It’s never been a more challenging time to work in network operations, especially within the data center environment. With so much that people take for granted now reliant on the data center, the weak links (in some respects) are the network connections.

Gerd Altmann_Pixabay_responsibility-419863_1920_EDIT.jpg
– Gerd Altmann, Pixabay

Moreover, the emergence of DevOps processes over the past decade has only increased the pressure: organizations are running more applications and services in the cloud, on the one hand, while data center operators, on the other, are under pressure to provide them with the same kind of flexibility on the network side that DevOps has provided their customers in terms of development and IT operations.

And those kinds of power shifts in the enterprise are mirrored in the data center, too.

“NetOps has taken the same principles as DevOps.
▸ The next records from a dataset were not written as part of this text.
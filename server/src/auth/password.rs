//! Password hashing (argon2)

use argon2::password_hash::SaltString;
use argon2::password_hash::rand_core::OsRng;
use argon2::{Argon2, PasswordHasher};

use crate::utils::AppError;

/// Hash a registration password with a fresh salt.
pub fn hash_password(password: &str) -> Result<String, AppError> {
    let salt = SaltString::generate(&mut OsRng);
    let hash = Argon2::default()
        .hash_password(password.as_bytes(), &salt)
        .map_err(|e| AppError::internal(format!("Password hashing failed: {e}")))?;
    Ok(hash.to_string())
}

#[cfg(test)]
mod tests {
    use super::*;
    use argon2::{PasswordHash, PasswordVerifier};

    #[test]
    fn hash_verifies_and_salts_differ() {
        let h1 = hash_password("geheim123").unwrap();
        let h2 = hash_password("geheim123").unwrap();
        assert_ne!(h1, h2);

        let parsed = PasswordHash::new(&h1).unwrap();
        assert!(
            Argon2::default()
                .verify_password(b"geheim123", &parsed)
                .is_ok()
        );
        assert!(
            Argon2::default()
                .verify_password(b"falsch", &parsed)
                .is_err()
        );
    }
}
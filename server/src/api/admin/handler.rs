//! Admin API Handlers

use axum::{
    Json,
    extract::{Path, State},
};
use serde::Deserialize;

use crate::auth::CurrentUser;
use crate::core::ServerState;
use crate::db::repository;
use crate::utils::{AppResponse, AppResult, ok};
use shared::models::{Restaurant, Treasury, UserRole};

/// Treasury earnings: the running sum of all collected service fees.
pub async fn earnings(
    State(state): State<ServerState>,
    current: CurrentUser,
) -> AppResult<Json<AppResponse<Treasury>>> {
    current.require_role(UserRole::Admin, "Reading platform earnings")?;
    let treasury = repository::ledger::get_treasury(&state.db.pool).await?;
    Ok(ok(treasury))
}

#[derive(Debug, Deserialize)]
pub struct DisplayOrderRequest {
    pub display_order: i64,
}

/// Reorder a restaurant in customer-facing listings.
pub async fn set_display_order(
    State(state): State<ServerState>,
    current: CurrentUser,
    Path(id): Path<i64>,
    Json(payload): Json<DisplayOrderRequest>,
) -> AppResult<Json<AppResponse<Restaurant>>> {
    current.require_role(UserRole::Admin, "Reordering restaurants")?;
    let restaurant =
        repository::restaurant::set_display_order(&state.db.pool, id, payload.display_order)
            .await?;
    Ok(ok(restaurant))
}
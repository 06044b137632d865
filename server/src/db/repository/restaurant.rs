//! Restaurant Repository

use super::{RepoError, RepoResult};
use shared::models::{Restaurant, RestaurantCreate, RestaurantUpdate};
use sqlx::SqlitePool;

const RESTAURANT_SELECT: &str = "SELECT id, user_id, name, address, city, description, balance, is_open, rating, display_order, created_at FROM restaurant";

/// List restaurants in admin-controlled presentation order, optionally
/// filtered by city.
pub async fn find_all(pool: &SqlitePool, city: Option<&str>) -> RepoResult<Vec<Restaurant>> {
    let rows = match city {
        Some(city) => {
            let sql = format!("{RESTAURANT_SELECT} WHERE city = ? ORDER BY display_order, name");
            sqlx::query_as::<_, Restaurant>(&sql)
                .bind(city)
                .fetch_all(pool)
                .await?
        }
        None => {
            let sql = format!("{RESTAURANT_SELECT} ORDER BY display_order, name");
            sqlx::query_as::<_, Restaurant>(&sql).fetch_all(pool).await?
        }
    };
    Ok(rows)
}

pub async fn find_by_id(pool: &SqlitePool, id: i64) -> RepoResult<Option<Restaurant>> {
    let sql = format!("{RESTAURANT_SELECT} WHERE id = ?");
    let row = sqlx::query_as::<_, Restaurant>(&sql)
        .bind(id)
        .fetch_optional(pool)
        .await?;
    Ok(row)
}

/// Restaurant owned by a user (1:1).
pub async fn find_by_user_id(pool: &SqlitePool, user_id: i64) -> RepoResult<Option<Restaurant>> {
    let sql = format!("{RESTAURANT_SELECT} WHERE user_id = ?");
    let row = sqlx::query_as::<_, Restaurant>(&sql)
        .bind(user_id)
        .fetch_optional(pool)
        .await?;
    Ok(row)
}

pub async fn create(
    pool: &SqlitePool,
    user_id: i64,
    data: RestaurantCreate,
) -> RepoResult<Restaurant> {
    if find_by_user_id(pool, user_id).await?.is_some() {
        return Err(RepoError::Duplicate(format!(
            "User {user_id} already owns a restaurant"
        )));
    }

    let id = shared::util::snowflake_id();
    let now = shared::util::now_millis();
    sqlx::query(
        "INSERT INTO restaurant (id, user_id, name, address, city, description, balance, is_open, rating, display_order, created_at) VALUES (?1, ?2, ?3, ?4, ?5, ?6, 0, 0, 0, 0, ?7)",
    )
    .bind(id)
    .bind(user_id)
    .bind(&data.name)
    .bind(&data.address)
    .bind(&data.city)
    .bind(&data.description)
    .bind(now)
    .execute(pool)
    .await?;

    find_by_id(pool, id)
        .await?
        .ok_or_else(|| RepoError::Database("Failed to create restaurant".into()))
}

pub async fn update(
    pool: &SqlitePool,
    id: i64,
    data: RestaurantUpdate,
) -> RepoResult<Restaurant> {
    let rows = sqlx::query(
        "UPDATE restaurant SET name = COALESCE(?1, name), address = COALESCE(?2, address), city = COALESCE(?3, city), description = COALESCE(?4, description), is_open = COALESCE(?5, is_open) WHERE id = ?6",
    )
    .bind(&data.name)
    .bind(&data.address)
    .bind(&data.city)
    .bind(&data.description)
    .bind(data.is_open)
    .bind(id)
    .execute(pool)
    .await?;
    if rows.rows_affected() == 0 {
        return Err(RepoError::NotFound(format!("Restaurant {id} not found")));
    }
    find_by_id(pool, id)
        .await?
        .ok_or_else(|| RepoError::NotFound(format!("Restaurant {id} not found")))
}

/// Toggle order acceptance.
pub async fn set_open(pool: &SqlitePool, id: i64, is_open: bool) -> RepoResult<Restaurant> {
    let rows = sqlx::query("UPDATE restaurant SET is_open = ? WHERE id = ?")
        .bind(is_open)
        .bind(id)
        .execute(pool)
        .await?;
    if rows.rows_affected() == 0 {
        return Err(RepoError::NotFound(format!("Restaurant {id} not found")));
    }
    find_by_id(pool, id)
        .await?
        .ok_or_else(|| RepoError::NotFound(format!("Restaurant {id} not found")))
}

/// Admin-controlled presentation order.
pub async fn set_display_order(
    pool: &SqlitePool,
    id: i64,
    display_order: i64,
) -> RepoResult<Restaurant> {
    let rows = sqlx::query("UPDATE restaurant SET display_order = ? WHERE id = ?")
        .bind(display_order)
        .bind(id)
        .execute(pool)
        .await?;
    if rows.rows_affected() == 0 {
        return Err(RepoError::NotFound(format!("Restaurant {id} not found")));
    }
    find_by_id(pool, id)
        .await?
        .ok_or_else(|| RepoError::NotFound(format!("Restaurant {id} not found")))
}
That means a lot of automation, toolkits that enable operations to be implemented as code, and some changes in processes and culture in order to provide more flexibility in how networks are deployed,” says Jonathon Lundstrom, North American business development leader for Tier 2 Webscale, at Nokia.

Figure one_Nokia_March 2022.png
Figure 1. NetOps overcomes the silos between DevOps and traditional network operations – Nokia

And, adds Lundstrom, Nokia customers in the data center sector have led the way. “A lot of our customers were pushing effectively on their network operations teams, forcing them to change, in order to support the sheer scale and flexibility being demanded of them.
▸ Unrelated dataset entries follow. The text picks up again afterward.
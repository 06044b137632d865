//! Actor Extractor
//!
//! Resolves the `x-user-id` header to an account row and exposes it to
//! handlers as [`CurrentUser`].

use axum::{extract::FromRequestParts, http::request::Parts};

use crate::core::ServerState;
use crate::db::repository;
use crate::utils::AppError;
use shared::models::User;

/// Identity header set by the session-terminating edge.
const ACTOR_HEADER: &str = "x-user-id";

/// The authenticated actor for the current request.
#[derive(Debug, Clone)]
pub struct CurrentUser {
    pub user: User,
}

impl FromRequestParts<ServerState> for CurrentUser {
    type Rejection = AppError;

    async fn from_request_parts(
        parts: &mut Parts,
        state: &ServerState,
    ) -> Result<Self, Self::Rejection> {
        // Check if already extracted earlier in the request
        if let Some(user) = parts.extensions.get::<CurrentUser>() {
            return Ok(user.clone());
        }

        let header = parts
            .headers
            .get(ACTOR_HEADER)
            .and_then(|h| h.to_str().ok())
            .ok_or(AppError::Unauthorized)?;

        let user_id: i64 = header
            .parse()
            .map_err(|_| AppError::invalid("Malformed x-user-id header"))?;

        let user = repository::user::find_by_id(&state.db.pool, user_id)
            .await
            .map_err(|e| AppError::database(e.to_string()))?
            .ok_or(AppError::Unauthorized)?;

        let current = CurrentUser { user };
        parts.extensions.insert(current.clone());
        Ok(current)
    }
}
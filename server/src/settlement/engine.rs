//! SettlementEngine - checkout, cashback and top-up processing
//!
//! Every balance movement runs inside one SQLite transaction:
//!
//! ```text
//! checkout(session, customer)
//!     ├─ 1. Validate cart (non-empty, single restaurant, sane lines)
//!     ├─ 2. Compute fee split (Decimal)
//!     ├─ 3. Begin transaction
//!     ├─ 4. Restaurant open check
//!     ├─ 5. Insert order + line snapshots
//!     ├─ 6. Guarded customer debit (balance = balance - x WHERE balance >= x)
//!     ├─ 7. Restaurant credit, treasury credit (atomic increments)
//!     ├─ 8. Append ledger entries
//!     ├─ 9. Commit
//!     └─ 10. Clear the session cart (only after commit)
//! ```
//!
//! A failure anywhere before step 9 rolls the whole transaction back: the
//! customer is never charged without an order existing, and the cart stays
//! intact for retry.

use std::sync::Arc;

use sqlx::{Sqlite, SqlitePool, Transaction};
use tokio::sync::Mutex;

use crate::cart::CartStore;
use crate::settlement::money;
use crate::settlement::SettlementError;
use shared::models::{
    AccountType, LedgerEntryKind, Order, OrderDetail, OrderItem, OrderStatus, Restaurant,
    TREASURY_ID, User, UserRole,
};

/// Result type for settlement operations
pub type SettlementResult<T> = Result<T, SettlementError>;

/// SettlementEngine — the only writer of balances and ledger entries.
#[derive(Clone)]
pub struct SettlementEngine {
    pool: SqlitePool,
    carts: Arc<CartStore>,
    // SQLite allows one writer; write transactions that read first must not
    // interleave or the later one aborts with BUSY_SNAPSHOT. All writers
    // (settlement, lifecycle, ratings) share this lock.
    write_lock: Arc<Mutex<()>>,
}

impl SettlementEngine {
    pub fn new(pool: SqlitePool, carts: Arc<CartStore>, write_lock: Arc<Mutex<()>>) -> Self {
        Self {
            pool,
            carts,
            write_lock,
        }
    }

    /// Settle the session's cart into an order.
    ///
    /// On success the cart is cleared and the persisted order (with line
    /// snapshots) is returned. On any error the cart and all balances are
    /// untouched.
    pub async fn checkout(&self, session: i64, customer: &User) -> SettlementResult<OrderDetail> {
        if customer.role != UserRole::Customer {
            return Err(SettlementError::Unauthorized(
                "Only customers can check out".into(),
            ));
        }

        let cart = self.carts.get(session);
        if cart.is_empty() {
            return Err(SettlementError::EmptyCart);
        }
        for line in cart.lines() {
            money::validate_cart_line(line)?;
        }
        // The cart store already enforces this; guard again in case a cart
        // was assembled by some other path.
        let restaurant_id = cart.restaurant_id().ok_or(SettlementError::EmptyCart)?;
        if cart.lines().any(|l| l.restaurant_id != restaurant_id) {
            return Err(SettlementError::MixedRestaurantCart);
        }

        let split = money::split_subtotal(money::cart_subtotal(&cart));
        let now = shared::util::now_millis();
        let order_id = shared::util::snowflake_id();

        let _write = self.write_lock.lock().await;
        let mut tx = self.pool.begin().await?;

        let restaurant = sqlx::query_as::<_, Restaurant>(
            "SELECT id, user_id, name, address, city, description, balance, is_open, rating, display_order, created_at FROM restaurant WHERE id = ?",
        )
        .bind(restaurant_id)
        .fetch_optional(&mut *tx)
        .await?
        .ok_or_else(|| SettlementError::NotFound(format!("Restaurant {restaurant_id} not found")))?;

        if !restaurant.is_open {
            return Err(SettlementError::RestaurantClosed(restaurant_id));
        }

        // Friendly precondition read; the guarded decrement below is what
        // actually protects against racing checkouts.
        let available: f64 = sqlx::query_scalar("SELECT balance FROM user WHERE id = ?")
            .bind(customer.id)
            .fetch_optional(&mut *tx)
            .await?
            .ok_or_else(|| SettlementError::NotFound(format!("User {} not found", customer.id)))?;
        if money::to_decimal(available) < money::to_decimal(split.total_fee) {
            return Err(SettlementError::InsufficientBalance {
                required: split.total_fee,
                available,
            });
        }

        sqlx::query(
            "INSERT INTO food_order (id, customer_id, restaurant_id, total_price, original_fee, service_fee, status, cashback_applied, created_at) VALUES (?1, ?2, ?3, ?4, ?5, ?6, ?7, 0, ?8)",
        )
        .bind(order_id)
        .bind(customer.id)
        .bind(restaurant_id)
        .bind(split.total_fee)
        .bind(split.original_fee)
        .bind(split.service_fee)
        .bind(OrderStatus::Pending)
        .bind(now)
        .execute(&mut *tx)
        .await?;

        let mut items = Vec::with_capacity(cart.lines().count());
        for line in cart.lines() {
            let line_id = shared::util::snowflake_id();
            sqlx::query(
                "INSERT INTO order_item (id, order_id, item_id, name, price, quantity) VALUES (?1, ?2, ?3, ?4, ?5, ?6)",
            )
            .bind(line_id)
            .bind(order_id)
            .bind(line.item_id)
            .bind(&line.name)
            .bind(line.price)
            .bind(line.quantity)
            .execute(&mut *tx)
            .await?;
            items.push(OrderItem {
                id: line_id,
                order_id,
                item_id: line.item_id,
                name: line.name.clone(),
                price: line.price,
                quantity: line.quantity,
            });
        }

        // Guarded atomic decrement: a concurrent settlement that got here
        // first has already shrunk the balance, so the WHERE clause re-checks.
        let debited =
            sqlx::query("UPDATE user SET balance = balance - ?1 WHERE id = ?2 AND balance >= ?1")
                .bind(split.total_fee)
                .bind(customer.id)
                .execute(&mut *tx)
                .await?;
        if debited.rows_affected() == 0 {
            return Err(SettlementError::InsufficientBalance {
                required: split.total_fee,
                available,
            });
        }

        sqlx::query("UPDATE restaurant SET balance = balance + ? WHERE id = ?")
            .bind(split.original_fee)
            .bind(restaurant_id)
            .execute(&mut *tx)
            .await?;

        sqlx::query("UPDATE treasury SET total_earnings = total_earnings + ?, updated_at = ? WHERE id = ?")
            .bind(split.service_fee)
            .bind(now)
            .bind(TREASURY_ID)
            .execute(&mut *tx)
            .await?;

        append_entry(
            &mut tx,
            AccountType::Customer,
            customer.id,
            Some(order_id),
            LedgerEntryKind::OrderDebit,
            -split.total_fee,
            now,
        )
        .await?;
        append_entry(
            &mut tx,
            AccountType::Restaurant,
            restaurant_id,
            Some(order_id),
            LedgerEntryKind::OrderCredit,
            split.original_fee,
            now,
        )
        .await?;
        append_entry(
            &mut tx,
            AccountType::Treasury,
            TREASURY_ID,
            Some(order_id),
            LedgerEntryKind::ServiceFee,
            split.service_fee,
            now,
        )
        .await?;

        tx.commit()
            .await
            .map_err(|e| SettlementError::Persistence(e.to_string()))?;

        // Only a committed settlement consumes the cart.
        self.carts.clear(session);

        tracing::info!(
            order_id,
            customer_id = customer.id,
            restaurant_id,
            total = split.total_fee,
            service_fee = split.service_fee,
            "Order settled"
        );

        Ok(OrderDetail {
            order: Order {
                id: order_id,
                customer_id: customer.id,
                restaurant_id,
                total_price: split.total_fee,
                original_fee: split.original_fee,
                service_fee: split.service_fee,
                status: OrderStatus::Pending,
                cashback_applied: false,
                created_at: now,
            },
            items,
        })
    }

    /// Move `amount` from the restaurant's balance back to the customer.
    ///
    /// Only the restaurant that owns the order, only on completed orders,
    /// only once per order, and only for `0 < amount <= total_price`.
    pub async fn cashback(
        &self,
        order_id: i64,
        actor: &User,
        amount: f64,
    ) -> SettlementResult<()> {
        money::validate_amount(amount)?;

        let now = shared::util::now_millis();
        let _write = self.write_lock.lock().await;
        let mut tx = self.pool.begin().await?;

        let order = sqlx::query_as::<_, Order>(
            "SELECT id, customer_id, restaurant_id, total_price, original_fee, service_fee, status, cashback_applied, created_at FROM food_order WHERE id = ?",
        )
        .bind(order_id)
        .fetch_optional(&mut *tx)
        .await?
        .ok_or_else(|| SettlementError::NotFound(format!("Order {order_id} not found")))?;

        let owner: Option<i64> = sqlx::query_scalar("SELECT user_id FROM restaurant WHERE id = ?")
            .bind(order.restaurant_id)
            .fetch_optional(&mut *tx)
            .await?;
        if owner != Some(actor.id) {
            return Err(SettlementError::Unauthorized(
                "Only the restaurant that received the order can grant cashback".into(),
            ));
        }

        if order.status != OrderStatus::Completed {
            return Err(SettlementError::InvalidOperation(format!(
                "Cashback requires a completed order, order is {}",
                order.status
            )));
        }
        if order.cashback_applied {
            return Err(SettlementError::InvalidOperation(
                "Cashback has already been applied to this order".into(),
            ));
        }
        if money::to_decimal(amount) > money::to_decimal(order.total_price) {
            return Err(SettlementError::InvalidOperation(format!(
                "Cashback amount {:.2} exceeds order total {:.2}",
                amount, order.total_price
            )));
        }

        let debited = sqlx::query(
            "UPDATE restaurant SET balance = balance - ?1 WHERE id = ?2 AND balance >= ?1",
        )
        .bind(amount)
        .bind(order.restaurant_id)
        .execute(&mut *tx)
        .await?;
        if debited.rows_affected() == 0 {
            let available: f64 = sqlx::query_scalar("SELECT balance FROM restaurant WHERE id = ?")
                .bind(order.restaurant_id)
                .fetch_one(&mut *tx)
                .await?;
            return Err(SettlementError::InsufficientBalance {
                required: amount,
                available,
            });
        }

        sqlx::query("UPDATE user SET balance = balance + ? WHERE id = ?")
            .bind(amount)
            .bind(order.customer_id)
            .execute(&mut *tx)
            .await?;

        sqlx::query("UPDATE food_order SET cashback_applied = 1 WHERE id = ?")
            .bind(order_id)
            .execute(&mut *tx)
            .await?;

        append_entry(
            &mut tx,
            AccountType::Restaurant,
            order.restaurant_id,
            Some(order_id),
            LedgerEntryKind::CashbackDebit,
            -amount,
            now,
        )
        .await?;
        append_entry(
            &mut tx,
            AccountType::Customer,
            order.customer_id,
            Some(order_id),
            LedgerEntryKind::CashbackCredit,
            amount,
            now,
        )
        .await?;

        tx.commit()
            .await
            .map_err(|e| SettlementError::Persistence(e.to_string()))?;

        tracing::info!(order_id, amount, "Cashback applied");
        Ok(())
    }

    /// Credit a customer's balance (the platform's payment provider boundary).
    ///
    /// Returns the new balance.
    pub async fn topup(&self, user: &User, amount: f64) -> SettlementResult<f64> {
        if user.role != UserRole::Customer {
            return Err(SettlementError::Unauthorized(
                "Only customer accounts hold a spendable balance".into(),
            ));
        }
        money::validate_amount(amount)?;

        let now = shared::util::now_millis();
        let _write = self.write_lock.lock().await;
        let mut tx = self.pool.begin().await?;

        let updated = sqlx::query("UPDATE user SET balance = balance + ? WHERE id = ?")
            .bind(amount)
            .bind(user.id)
            .execute(&mut *tx)
            .await?;
        if updated.rows_affected() == 0 {
            return Err(SettlementError::NotFound(format!(
                "User {} not found",
                user.id
            )));
        }

        append_entry(
            &mut tx,
            AccountType::Customer,
            user.id,
            None,
            LedgerEntryKind::Topup,
            amount,
            now,
        )
        .await?;

        let balance: f64 = sqlx::query_scalar("SELECT balance FROM user WHERE id = ?")
            .bind(user.id)
            .fetch_one(&mut *tx)
            .await?;

        tx.commit()
            .await
            .map_err(|e| SettlementError::Persistence(e.to_string()))?;

        Ok(balance)
    }
}

/// Append one signed ledger entry inside the caller's transaction.
async fn append_entry(
    tx: &mut Transaction<'_, Sqlite>,
    account_type: AccountType,
    account_id: i64,
    order_id: Option<i64>,
    kind: LedgerEntryKind,
    amount: f64,
    now: i64,
) -> Result<(), sqlx::Error> {
    sqlx::query(
        "INSERT INTO ledger_entry (id, account_type, account_id, order_id, kind, amount, created_at) VALUES (?1, ?2, ?3, ?4, ?5, ?6, ?7)",
    )
    .bind(shared::util::snowflake_id())
    .bind(account_type)
    .bind(account_id)
    .bind(order_id)
    .bind(kind)
    .bind(amount)
    .bind(now)
    .execute(&mut **tx)
    .await?;
    Ok(())
}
“So to sum up those requirements and call it NetOps, it's about leveraging the same types of DevOps principles of automation, flexibility and rapid development process, but for the network deployment side of the equation, which has had a hard time keeping up with the flexibility that DevOps teams have been demanding.”

The challenge in recent years, says Lundstrom, is that the tools available to support DevOps evolved more quickly than the toolkits to help automate and better manage the network. This is partly due to the pace of IT development, but also due to the legacy of existing network equipment, operating systems and available toolkits.

“Four years ago, maybe five, the teams that were deploying applications owned the server infrastructure and virtualization platforms, but they didn't necessarily own the networking side.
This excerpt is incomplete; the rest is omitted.